A adoção da inteligência artificial avança no ambiente corporativo brasileiro, mas ainda ocorre em ritmo desigual entre os setores. Na construção civil, tradicionalmente mais cautelosa na incorporação de novas tecnologias, esse movimento ganha intensidade. Levantamento da Falconi com a CBIC aponta que o uso de IA no setor saltou de 15% para 38% entre 2023 e 2025. É nesse cenário que a Emccamp Residencial ganhou projeção internacional ao ser reconhecida pelo Google Cloud como case global de transformação digital.
Segundo o estudo do Google Cloud, a construtora reduziu em 96% o custo de produção de landing pages, caindo de R$ 8 mil para R$ 50 por página, enquanto o tempo de desenvolvimento caiu de três semanas para quatro horas. A empresa obteve ganho de 33% na eficiência dos fluxos automatizados e reduziu a análise de terrenos de cinco semanas para poucos minutos.

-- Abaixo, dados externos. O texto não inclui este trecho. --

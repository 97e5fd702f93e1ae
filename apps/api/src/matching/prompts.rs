// LLM prompt constants for job-requirement extraction.

/// System prompt for requirement extraction — enforces JSON-only output.
pub const REQUIREMENTS_SYSTEM: &str = "You are an expert technical recruiter. \
    Extract structured hiring requirements from a job description. \
    You MUST respond with valid JSON only. \
    Do NOT include any text outside the JSON object. \
    Do NOT use markdown code fences.";

/// Requirement extraction prompt template. Replace `{requirements}` before
/// sending.
pub const REQUIREMENTS_PROMPT_TEMPLATE: &str = r#"Extract key requirements from the job description. Return ONLY valid JSON with fields: skills[], minExperience, location, mustHaveSkills[]. No markdown, just JSON.

Job Description:
{requirements}"#;
#[cfg(test)]
mod tests {
    use super::*;

    const SAMPLE_CV: &str = "\
Jane Smith
jane.smith@example.com
+1 (555) 123-4567
San Francisco, CA

WORK EXPERIENCE

Acme Corp
Senior Backend Engineer
Jan 2020 - Present
Built payment services handling 2M transactions daily
Scaled the API platform to 40 regions

Initech
Software Engineer
2016 - 2019
Maintained the billing pipeline

EDUCATION

Bachelor of Science in Computer Science
Stanford University
2012 - 2016

SKILLS
Python, JavaScript, React, Docker, AWS
";

    fn extractor() -> HeuristicExtractor {
        HeuristicExtractor::new()
    }

    #[test]
    fn test_skills_found_in_reference_order() {
        let profile = extractor().extract_profile(SAMPLE_CV);
        // "Java" is reported too: substring match against "JavaScript".
        assert_eq!(
            profile.skills,
            vec!["JavaScript", "Python", "Java", "React", "AWS", "Docker"]
        );
    }

    #[test]
    fn test_experience_role_above_date_line() {
        let profile = extractor().extract_profile(SAMPLE_CV);
        assert_eq!(profile.experience.len(), 2);
        assert_eq!(profile.experience[0].role, "Senior Backend Engineer");
        assert_eq!(profile.experience[0].company, "Acme Corp");
        assert_eq!(profile.experience[1].role, "Software Engineer");
        assert_eq!(profile.experience[1].company, "Initech");
    }

    #[test]
    fn test_experience_years_is_placeholder_one() {
        let profile = extractor().extract_profile(SAMPLE_CV);
        assert!(profile.experience.iter().all(|e| e.years == 1.0));
    }

    #[test]
    fn test_experience_without_date_line_uses_first_two_lines() {
        let cv = "\
John Doe

EXPERIENCE

Staff Engineer
Globex Corporation
Led the data platform team
";
        let profile = extractor().extract_profile(cv);
        assert_eq!(profile.experience.len(), 1);
        assert_eq!(profile.experience[0].role, "Staff Engineer");
        assert_eq!(profile.experience[0].company, "Globex Corporation");
    }

    #[test]
    fn test_education_degree_and_institution() {
        let profile = extractor().extract_profile(SAMPLE_CV);
        assert_eq!(profile.education.len(), 1);
        assert_eq!(
            profile.education[0].degree,
            "Bachelor of Science in Computer Science"
        );
        assert_eq!(profile.education[0].institution, "Stanford University");
        assert_eq!(profile.education[0].graduation_year, Some(2016));
    }

    #[test]
    fn test_missing_education_header_yields_empty_list() {
        let cv = "Jane Smith\n\nWORK EXPERIENCE\n\nAcme Corp\nEngineer\nJan 2020 - Present\n";
        let profile = extractor().extract_profile(cv);
        assert!(profile.education.is_empty());
    }

    #[test]
    fn test_too_short_experience_section_yields_empty_list() {
        let cv = "Jane Smith\n\nEXPERIENCE\nshort\n\nEDUCATION\n\nBachelor of Arts\nState College\n2010\n";
        let profile = extractor().extract_profile(cv);
        assert!(profile.experience.is_empty());
        assert_eq!(profile.education.len(), 1);
    }

    #[test]
    fn test_contact_fields() {
        let profile = extractor().extract_profile(SAMPLE_CV);
        assert_eq!(profile.name, "Jane Smith");
        assert_eq!(profile.email, "jane.smith@example.com");
        assert_eq!(profile.phone, "+1 (555) 123-4567");
    }

    #[test]
    fn test_name_truncated_to_50_chars() {
        let long_name = "X".repeat(80);
        let profile = extractor().extract_profile(&long_name);
        assert_eq!(profile.name.chars().count(), 50);
    }

    #[test]
    fn test_uninferable_fields_stay_empty() {
        let profile = extractor().extract_profile(SAMPLE_CV);
        assert!(profile.bio.is_empty());
        assert!(profile.title.is_empty());
        assert!(profile.projects.is_empty());
        assert!(profile.certifications.is_empty());
        assert_eq!(profile.total_experience_years, 0.0);
    }

    #[test]
    fn test_graduation_year_defaults_to_current_year() {
        let cv = "Jane\n\nEDUCATION\n\nBachelor of Engineering\nTech Institute\n";
        let profile = extractor().extract_profile(cv);
        assert_eq!(profile.education.len(), 1);
        assert_eq!(profile.education[0].graduation_year, Some(Utc::now().year()));
    }

    #[test]
    fn test_role_length_gate_rejects_short_roles() {
        let cv = "Jane\n\nEXPERIENCE\n\nDev\nAcme Corporation International\n";
        let profile = extractor().extract_profile(cv);
        // "Dev" has length 3, which is not > 3.
        assert!(profile.experience.is_empty());
    }

    #[test]
    fn test_empty_text_yields_all_defaults() {
        let profile = extractor().extract_profile("");
        assert_eq!(profile, ExtractedProfile::default());
    }
}
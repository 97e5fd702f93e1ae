// LLM prompt constants for profile insight generation.

/// System prompt for profile summary generation.
pub const PROFILE_SUMMARY_SYSTEM: &str = "You are an expert HR analyst. \
    Analyze the candidate profile and provide structured insights. \
    You MUST respond with valid JSON only. \
    Do NOT include any text outside the JSON object. \
    Do NOT use markdown code fences.";

/// Profile summary prompt template.
/// Replace: {name}, {skills}, {years}, {education}, {projects}, {experience_details}
pub const PROFILE_SUMMARY_PROMPT_TEMPLATE: &str = r#"Analyze this candidate profile and provide insights:

Name: {name}
Skills: {skills}
Experience: {years} years
Education: {education}
Projects: {projects} projects

Experience Details:
{experience_details}

Provide:
1. Top 5-7 extracted skills
2. Brief experience summary (2-3 sentences)
3. Top 3 strengths
4. 2-3 areas for improvement
5. Overall professional summary (2 sentences)

Format as JSON with fields: skillExtraction, experienceSummary, strengths, weakAreas, overallSummary"#;
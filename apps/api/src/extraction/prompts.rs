// LLM prompt constants for CV extraction.

/// System prompt for CV extraction — enforces JSON-only output.
pub const CV_EXTRACT_SYSTEM: &str = "You are an expert resume parser. \
    Extract structured candidate information from raw CV text. \
    You MUST respond with valid JSON only. \
    Do NOT include any text outside the JSON object. \
    Do NOT use markdown code fences. \
    Do NOT include explanations or apologies.";

/// CV extraction prompt template. Replace `{cv_text}` before sending.
pub const CV_EXTRACT_PROMPT_TEMPLATE: &str = r#"Extract all information from this CV/resume and return ONLY a valid JSON object.

Required JSON structure:
{
  "name": "Full Name",
  "email": "email@example.com",
  "phone": "+1234567890",
  "location": "City, Country",
  "title": "Current Job Title",
  "bio": "Professional summary in 2-3 sentences",
  "totalYears": 5.5,
  "skills": ["JavaScript", "Python", "React"],
  "experience": [
    {
      "role": "Senior Developer",
      "company": "Tech Company Inc",
      "years": 2.5,
      "description": "Key responsibilities and achievements"
    }
  ],
  "education": [
    {
      "degree": "Bachelor of Science in Computer Science",
      "institution": "University Name",
      "field": "Computer Science",
      "graduationYear": 2020
    }
  ],
  "projects": [
    {
      "name": "Project Name",
      "description": "What the project does",
      "technologies": ["React", "Node.js"]
    }
  ],
  "certifications": [
    {
      "name": "Certification Name",
      "issuer": "Issuing Organization",
      "year": 2023
    }
  ]
}

Rules:
- Extract ALL work experience entries with complete details
- Extract ALL education entries with degrees and schools
- Extract ALL technical skills mentioned
- Use empty array [] if a section is not found
- Use empty string "" for missing text fields
- Return ONLY the JSON object, no markdown formatting, no explanations

CV TEXT:
{cv_text}"#;
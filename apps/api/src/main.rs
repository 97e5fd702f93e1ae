mod auth;
mod config;
mod db;
mod errors;
mod extraction;
mod llm_client;
mod matching;
mod models;
mod profiles;
mod recruiters;
mod routes;
mod search;
mod state;
mod upload;

use anyhow::Result;
use aws_config::Region;
use aws_sdk_s3::config::Credentials;
use axum::extract::DefaultBodyLimit;
use std::net::SocketAddr;
use tower_http::{cors::CorsLayer, trace::TraceLayer};
use tracing::{info, warn};
use tracing_subscriber::{layer::SubscriberExt, util::SubscriberInitExt, EnvFilter};

use crate::config::Config;
use crate::db::create_pool;
use crate::extraction::select_extractor;
use crate::llm_client::LlmClient;
use crate::routes::build_router;
use crate::state::AppState;

/// Request bodies are capped just above the 10 MB CV limit to leave room
/// for multipart framing.
const BODY_LIMIT_BYTES: usize = 12 * 1024 * 1024;

#[tokio::main]
async fn main() -> Result<()> {
    // Load configuration first (panics on missing required env vars)
    let config = Config::from_env()?;

    // Initialize structured logging
    tracing_subscriber::registry()
        .with(EnvFilter::try_from_default_env().unwrap_or_else(|_| {
            EnvFilter::new(format!("{}={}", env!("CARGO_PKG_NAME"), &config.rust_log))
        }))
        .with(tracing_subscriber::fmt::layer())
        .init();

    info!("Starting Scout API v{}", env!("CARGO_PKG_VERSION"));

    // Initialize PostgreSQL
    let db = create_pool(&config.database_url).await?;

    // Initialize S3 / MinIO
    let s3 = build_s3_client(&config).await;
    info!("S3 client initialized");

    // Initialize the LLM client when a key is configured. Absence is a
    // supported mode: all AI features degrade to deterministic fallbacks.
    let llm = config.anthropic_api_key.clone().map(LlmClient::new);
    match &llm {
        Some(_) => info!("LLM client initialized (model: {})", llm_client::MODEL),
        None => warn!("ANTHROPIC_API_KEY not set — AI features run in fallback mode"),
    }

    // Select the CV extraction strategy for the lifetime of the process.
    let extractor = select_extractor(llm.clone());

    // Build app state
    let state = AppState {
        db,
        s3,
        llm,
        config: config.clone(),
        extractor,
    };

    // Build router
    let app = build_router(state)
        .layer(DefaultBodyLimit::max(BODY_LIMIT_BYTES))
        .layer(TraceLayer::new_for_http())
        .layer(CorsLayer::permissive()); // TODO: tighten CORS in production

    let addr: SocketAddr = format!("0.0.0.0:{}", config.port).parse()?;
    info!("Listening on {addr}");

    let listener = tokio::net::TcpListener::bind(addr).await?;
    axum::serve(listener, app).await?;

    Ok(())
}

/// Constructs an S3 client configured for MinIO (local) or AWS (production).
async fn build_s3_client(config: &Config) -> aws_sdk_s3::Client {
    let credentials = Credentials::new(
        &config.aws_access_key_id,
        &config.aws_secret_access_key,
        None,
        None,
        "scout-static",
    );

    let s3_config = aws_config::defaults(aws_config::BehaviorVersion::latest())
        .region(Region::new("us-east-1"))
        .credentials_provider(credentials)
        .endpoint_url(&config.s3_endpoint)
        .load()
        .await;

    aws_sdk_s3::Client::new(&s3_config)
}
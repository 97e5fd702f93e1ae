use chrono::{DateTime, NaiveDate, Utc};
use serde::{Deserialize, Serialize};
use sqlx::types::Json;
use sqlx::FromRow;
use uuid::Uuid;

/// One position in a candidate's work history.
#[derive(Debug, Clone, Default, PartialEq, Serialize, Deserialize)]
pub struct Experience {
    pub company: String,
    pub role: String,
    /// Duration in years. Summed into `total_experience_years`.
    pub years: f64,
    #[serde(default)]
    pub description: String,
    #[serde(default)]
    pub start_date: Option<NaiveDate>,
    #[serde(default)]
    pub end_date: Option<NaiveDate>,
    #[serde(default)]
    pub is_current: bool,
}

#[derive(Debug, Clone, Default, PartialEq, Serialize, Deserialize)]
pub struct Education {
    pub institution: String,
    pub degree: String,
    #[serde(default)]
    pub field: String,
    #[serde(default)]
    pub graduation_year: Option<i32>,
}

#[derive(Debug, Clone, Default, PartialEq, Serialize, Deserialize)]
pub struct Project {
    pub name: String,
    #[serde(default)]
    pub description: String,
    #[serde(default)]
    pub technologies: Vec<String>,
}

/// AI-generated insight block, persisted alongside the profile.
#[derive(Debug, Clone, Default, PartialEq, Serialize, Deserialize)]
pub struct AiSummary {
    pub skill_extraction: Vec<String>,
    pub experience_summary: String,
    pub strengths: Vec<String>,
    pub weak_areas: Vec<String>,
    pub overall_summary: String,
    pub generated_at: DateTime<Utc>,
}

/// Job-seeker profile row.
///
/// Derived fields are never taken from client input:
/// `total_experience_years` is recomputed as the sum of `experience[].years`
/// on every experience mutation, and `profile_score` is recomputed by
/// `profiles::scoring::compute_profile_score` after any change to a scored
/// field.
#[derive(Debug, Clone, Serialize, Deserialize, FromRow)]
pub struct JobSeekerRow {
    pub id: Uuid,
    pub user_id: Uuid,
    pub skills: Vec<String>,
    pub experience: Json<Vec<Experience>>,
    pub education: Json<Vec<Education>>,
    pub projects: Json<Vec<Project>>,
    pub certifications: Vec<String>,
    pub languages: Vec<String>,
    pub preferred_job_types: Vec<String>,
    pub expected_salary: Option<f64>,
    pub cv_url: Option<String>,
    pub cv_file_name: Option<String>,
    pub bio: Option<String>,
    pub location: Option<String>,
    pub phone: Option<String>,
    pub linkedin_url: Option<String>,
    pub github_url: Option<String>,
    pub portfolio_url: Option<String>,
    pub total_experience_years: f64,
    pub profile_score: i32,
    pub ai_summary: Option<Json<AiSummary>>,
    pub is_open_to_work: bool,
    pub profile_views: i32,
    pub last_updated: DateTime<Utc>,
    pub created_at: DateTime<Utc>,
}

impl JobSeekerRow {
    /// Sum of `experience[].years`. The only legal source for
    /// `total_experience_years` on experience updates.
    pub fn computed_experience_years(&self) -> f64 {
        self.experience.iter().map(|e| e.years.max(0.0)).sum()
    }
}

#[cfg(test)]
pub mod fixtures {
    use super::*;

    /// Minimal profile for engine tests: empty collections, base score.
    pub fn empty_profile() -> JobSeekerRow {
        JobSeekerRow {
            id: Uuid::new_v4(),
            user_id: Uuid::new_v4(),
            skills: vec![],
            experience: Json(vec![]),
            education: Json(vec![]),
            projects: Json(vec![]),
            certifications: vec![],
            languages: vec![],
            preferred_job_types: vec![],
            expected_salary: None,
            cv_url: None,
            cv_file_name: None,
            bio: None,
            location: None,
            phone: None,
            linkedin_url: None,
            github_url: None,
            portfolio_url: None,
            total_experience_years: 0.0,
            profile_score: 10,
            ai_summary: None,
            is_open_to_work: true,
            profile_views: 0,
            last_updated: Utc::now(),
            created_at: Utc::now(),
        }
    }

    pub fn experience(role: &str, company: &str, years: f64) -> Experience {
        Experience {
            company: company.to_string(),
            role: role.to_string(),
            years,
            ..Experience::default()
        }
    }

    pub fn education(degree: &str, institution: &str) -> Education {
        Education {
            institution: institution.to_string(),
            degree: degree.to_string(),
            ..Education::default()
        }
    }
}

#[cfg(test)]
mod tests {
    use super::fixtures::*;
    use super::*;

    #[test]
    fn test_computed_experience_years_sums_entries() {
        let mut profile = empty_profile();
        profile.experience = Json(vec![
            experience("Engineer", "Acme", 2.5),
            experience("Senior Engineer", "Initech", 3.0),
        ]);
        assert!((profile.computed_experience_years() - 5.5).abs() < f64::EPSILON);
    }

    #[test]
    fn test_computed_experience_years_ignores_negative() {
        let mut profile = empty_profile();
        profile.experience = Json(vec![experience("Engineer", "Acme", -1.0)]);
        assert_eq!(profile.computed_experience_years(), 0.0);
    }
}
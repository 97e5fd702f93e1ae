use axum::{extract::State, Json};
use serde::Deserialize;

use crate::auth::Caller;
use crate::errors::AppError;
use crate::matching::service::{match_candidates, MatchResult};
use crate::state::AppState;

#[derive(Debug, Deserialize)]
pub struct MatchRequest {
    pub requirements: String,
}

/// POST /api/v1/match
///
/// Ranks open-to-work candidates against free-text job requirements.
pub async fn handle_match(
    State(state): State<AppState>,
    caller: Caller,
    Json(request): Json<MatchRequest>,
) -> Result<Json<Vec<MatchResult>>, AppError> {
    caller.require_recruiter()?;
    let results =
        match_candidates(&state.db, state.llm.as_ref(), &request.requirements).await?;
    Ok(Json(results))
}
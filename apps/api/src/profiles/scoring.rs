//! Profile completeness scoring.
//!
//! `compute_profile_score` is the only legal source of `profile_score`. It is
//! pure and deterministic: every term is capped independently, the sum is
//! capped at 100, and it must be re-run after any mutation of a scored field.

use serde::{Deserialize, Serialize};

use crate::models::job_seeker::JobSeekerRow;

const BASE_SCORE: f64 = 10.0;
const CV_POINTS: f64 = 20.0;
const SKILL_POINTS: f64 = 2.0;
const SKILLS_CAP: f64 = 20.0;
const EXPERIENCE_POINTS: f64 = 10.0;
const EXPERIENCE_CAP: f64 = 20.0;
const EDUCATION_POINTS: f64 = 7.5;
const EDUCATION_CAP: f64 = 15.0;
const PROJECT_POINTS: f64 = 5.0;
const PROJECTS_CAP: f64 = 10.0;
const BIO_POINTS: f64 = 5.0;
const LINKEDIN_POINTS: f64 = 3.0;
const GITHUB_POINTS: f64 = 3.0;
const PORTFOLIO_POINTS: f64 = 2.0;
const AI_SUMMARY_POINTS: f64 = 2.0;
const MAX_SCORE: f64 = 100.0;

/// Completeness score in [0, 100].
pub fn compute_profile_score(profile: &JobSeekerRow) -> i32 {
    let mut score = BASE_SCORE;

    if profile.cv_url.is_some() {
        score += CV_POINTS;
    }
    score += (profile.skills.len() as f64 * SKILL_POINTS).min(SKILLS_CAP);
    score += (profile.experience.len() as f64 * EXPERIENCE_POINTS).min(EXPERIENCE_CAP);
    score += (profile.education.len() as f64 * EDUCATION_POINTS).min(EDUCATION_CAP);
    score += (profile.projects.len() as f64 * PROJECT_POINTS).min(PROJECTS_CAP);
    if present(&profile.bio) {
        score += BIO_POINTS;
    }
    if present(&profile.linkedin_url) {
        score += LINKEDIN_POINTS;
    }
    if present(&profile.github_url) {
        score += GITHUB_POINTS;
    }
    if present(&profile.portfolio_url) {
        score += PORTFOLIO_POINTS;
    }
    if profile.ai_summary.is_some() {
        score += AI_SUMMARY_POINTS;
    }

    score.min(MAX_SCORE).round() as i32
}

fn present(field: &Option<String>) -> bool {
    field.as_deref().is_some_and(|s| !s.trim().is_empty())
}

#[derive(Debug, Clone, Copy, PartialEq, Eq, Serialize, Deserialize)]
#[serde(rename_all = "snake_case")]
pub enum SuggestionPriority {
    Critical,
    High,
    Medium,
    Low,
}

#[derive(Debug, Clone, Serialize, Deserialize)]
pub struct Suggestion {
    pub priority: SuggestionPriority,
    pub message: String,
    /// Score points gained by acting on the suggestion, matching the term
    /// weights above.
    pub impact: i32,
}

#[derive(Debug, Clone, Serialize, Deserialize)]
pub struct ImprovementReport {
    pub current_score: i32,
    pub potential_score: i32,
    pub suggestions: Vec<Suggestion>,
}

/// Derives improvement suggestions from missing profile fields.
/// `potential_score` is the current score plus all suggestion impacts,
/// capped at 100.
pub fn suggest_improvements(profile: &JobSeekerRow) -> ImprovementReport {
    let mut suggestions = Vec::new();

    if profile.cv_url.is_none() {
        suggestions.push(Suggestion {
            priority: SuggestionPriority::Critical,
            message: "Upload your CV to increase profile visibility".to_string(),
            impact: 20,
        });
    }

    if profile.skills.len() < 5 {
        suggestions.push(Suggestion {
            priority: SuggestionPriority::High,
            message: "Add more skills to your profile (target: 10+ skills)".to_string(),
            impact: 10,
        });
    }

    if profile.experience.is_empty() {
        suggestions.push(Suggestion {
            priority: SuggestionPriority::Critical,
            message: "Add your work experience".to_string(),
            impact: 20,
        });
    }

    if profile.projects.is_empty() {
        suggestions.push(Suggestion {
            priority: SuggestionPriority::Medium,
            message: "Add projects to showcase your work".to_string(),
            impact: 10,
        });
    }

    if !present(&profile.bio) {
        suggestions.push(Suggestion {
            priority: SuggestionPriority::Medium,
            message: "Write a professional bio/summary".to_string(),
            impact: 5,
        });
    }

    if !present(&profile.linkedin_url) && !present(&profile.github_url) {
        suggestions.push(Suggestion {
            priority: SuggestionPriority::Low,
            message: "Add your LinkedIn or GitHub profile".to_string(),
            impact: 3,
        });
    }

    let total_impact: i32 = suggestions.iter().map(|s| s.impact).sum();
    let potential_score = (profile.profile_score + total_impact).min(100);

    ImprovementReport {
        current_score: profile.profile_score,
        potential_score,
        suggestions,
    }
}

#[cfg(test)]
mod tests {
    use super::*;
    use crate::models::job_seeker::fixtures::{education, empty_profile, experience};
    use crate::models::job_seeker::{AiSummary, Project};
    use chrono::Utc;
    use sqlx::types::Json;

    #[test]
    fn test_empty_profile_scores_base_10() {
        assert_eq!(compute_profile_score(&empty_profile()), 10);
    }

    #[test]
    fn test_cv_then_skills_then_bio_scenario() {
        let mut profile = empty_profile();

        profile.cv_url = Some("cvs/abc.pdf".to_string());
        assert_eq!(compute_profile_score(&profile), 30);

        profile.skills = (0..6).map(|i| format!("skill-{i}")).collect();
        assert_eq!(compute_profile_score(&profile), 42);

        profile.bio = Some("Backend engineer.".to_string());
        assert_eq!(compute_profile_score(&profile), 47);
    }

    #[test]
    fn test_skills_term_caps_at_20() {
        let mut profile = empty_profile();
        profile.skills = (0..30).map(|i| format!("skill-{i}")).collect();
        assert_eq!(compute_profile_score(&profile), 30); // 10 + capped 20
    }

    #[test]
    fn test_experience_term_caps_at_20() {
        let mut profile = empty_profile();
        profile.experience = Json(
            (0..4)
                .map(|i| experience(&format!("Role {i}"), "Acme", 1.0))
                .collect(),
        );
        assert_eq!(compute_profile_score(&profile), 30);
    }

    #[test]
    fn test_education_fractional_term() {
        let mut profile = empty_profile();
        profile.education = Json(vec![education("BSc", "TU Berlin")]);
        // 10 + 7.5 rounds to 18
        assert_eq!(compute_profile_score(&profile), 18);

        profile.education = Json(vec![
            education("BSc", "TU Berlin"),
            education("MSc", "TU Berlin"),
            education("PhD", "TU Berlin"),
        ]);
        // 3 * 7.5 capped at 15
        assert_eq!(compute_profile_score(&profile), 25);
    }

    #[test]
    fn test_full_profile_caps_at_100() {
        let mut profile = empty_profile();
        profile.cv_url = Some("cvs/a.pdf".to_string());
        profile.skills = (0..15).map(|i| format!("skill-{i}")).collect();
        profile.experience = Json(
            (0..3)
                .map(|i| experience(&format!("Role {i}"), "Acme", 2.0))
                .collect(),
        );
        profile.education = Json(vec![
            education("BSc", "TU Berlin"),
            education("MSc", "TU Berlin"),
        ]);
        profile.projects = Json(
            (0..4)
                .map(|i| Project {
                    name: format!("Project {i}"),
                    ..Project::default()
                })
                .collect(),
        );
        profile.bio = Some("Bio".to_string());
        profile.linkedin_url = Some("https://linkedin.com/in/x".to_string());
        profile.github_url = Some("https://github.com/x".to_string());
        profile.portfolio_url = Some("https://x.dev".to_string());
        profile.ai_summary = Some(Json(AiSummary {
            generated_at: Utc::now(),
            ..AiSummary::default()
        }));

        assert_eq!(compute_profile_score(&profile), 100);
    }

    #[test]
    fn test_score_is_monotonic_in_skill_count() {
        let mut previous = 0;
        for n in 0..15 {
            let mut profile = empty_profile();
            profile.skills = (0..n).map(|i| format!("skill-{i}")).collect();
            let score = compute_profile_score(&profile);
            assert!(score >= previous, "score dropped at {n} skills");
            previous = score;
        }
    }

    #[test]
    fn test_blank_strings_do_not_count_as_present() {
        let mut profile = empty_profile();
        profile.bio = Some("   ".to_string());
        profile.linkedin_url = Some(String::new());
        assert_eq!(compute_profile_score(&profile), 10);
    }

    #[test]
    fn test_empty_profile_gets_all_six_suggestions() {
        let report = suggest_improvements(&empty_profile());
        assert_eq!(report.suggestions.len(), 6);
        assert_eq!(report.current_score, 10);
        // 10 + (20 + 10 + 20 + 10 + 5 + 3) = 78
        assert_eq!(report.potential_score, 78);
    }

    #[test]
    fn test_potential_score_capped_at_100() {
        let mut profile = empty_profile();
        profile.profile_score = 95;
        let report = suggest_improvements(&profile);
        assert_eq!(report.potential_score, 100);
    }

    #[test]
    fn test_complete_profile_yields_no_suggestions() {
        let mut profile = empty_profile();
        profile.cv_url = Some("cvs/a.pdf".to_string());
        profile.skills = (0..5).map(|i| format!("skill-{i}")).collect();
        profile.experience = Json(vec![experience("Engineer", "Acme", 2.0)]);
        profile.projects = Json(vec![Project {
            name: "Indexer".to_string(),
            ..Project::default()
        }]);
        profile.bio = Some("Bio".to_string());
        profile.github_url = Some("https://github.com/x".to_string());

        let report = suggest_improvements(&profile);
        assert!(report.suggestions.is_empty());
        assert_eq!(report.potential_score, report.current_score);
    }

    #[test]
    fn test_one_social_link_suppresses_link_suggestion() {
        let mut profile = empty_profile();
        profile.linkedin_url = Some("https://linkedin.com/in/x".to_string());
        let report = suggest_improvements(&profile);
        assert!(report
            .suggestions
            .iter()
            .all(|s| !s.message.contains("LinkedIn")));
    }
}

“O uso da inteligência artificial deixou de representar apenas um ganho operacional e passou a fazer parte da estratégia da empresa. A tecnologia ampliou nossa capacidade de análise, acelerou processos e permitiu que as equipes direcionassem sua atuação para decisões que exigem conhecimento de mercado, criatividade e visão de longo prazo”, afirma o diretor-presidente da Emccamp, Régis Guimarães Campos.
A tecnologia transformou a estrutura do marketing da companhia, onde 30% das atividades operacionais passaram a ser executadas por agentes inteligentes. O movimento permitiu concentrar esforços em estratégia de marca e inteligência de mercado, extrapolando para áreas como engenharia e operações. A empresa também passou a operar com bots geridos por IA para otimizar o atendimento dos corretores.
“A inteligência artificial potencializa o trabalho das pessoas. Ao invés de focar em atividades repetitivas e baseadas em dados, que podem ser feitas pela IA, os profissionais passam a dedicar mais tempo ao planejamento, à inovação e ao desenvolvimento de soluções para o negócio. Nunca encaramos a inteligência artificial como um recurso para substituir pessoas, ela veio para democratizar a criatividade, permitindo que profissionais desenvolvam trabalhos que antes dependiam de conhecimentos muito técnicos ou de fornecedores especializados. Isso amplia a capacidade de criação das equipes e torna a inovação mais acessível dentro da empresa. Esse movimento amplia a competitividade e fortalece a capacidade de adaptação das empresas”, ressalta o coordenador de marketing da Emccamp, Cassiano Freitas.
O avanço acompanha tendências globais mapeadas pela McKinsey, que aponta o uso de IA em 78% das empresas do mundo. Na construção civil brasileira, onde a digitalização avança gradualmente, a iniciativa da Emccamp demonstra o impacto da tecnologia na modernização de processos e na tomada de decisões. A publicação do case pelo Google Cloud posiciona a construtora entre as referências nacionais na aplicação estratégica de IA em setores tradicionais.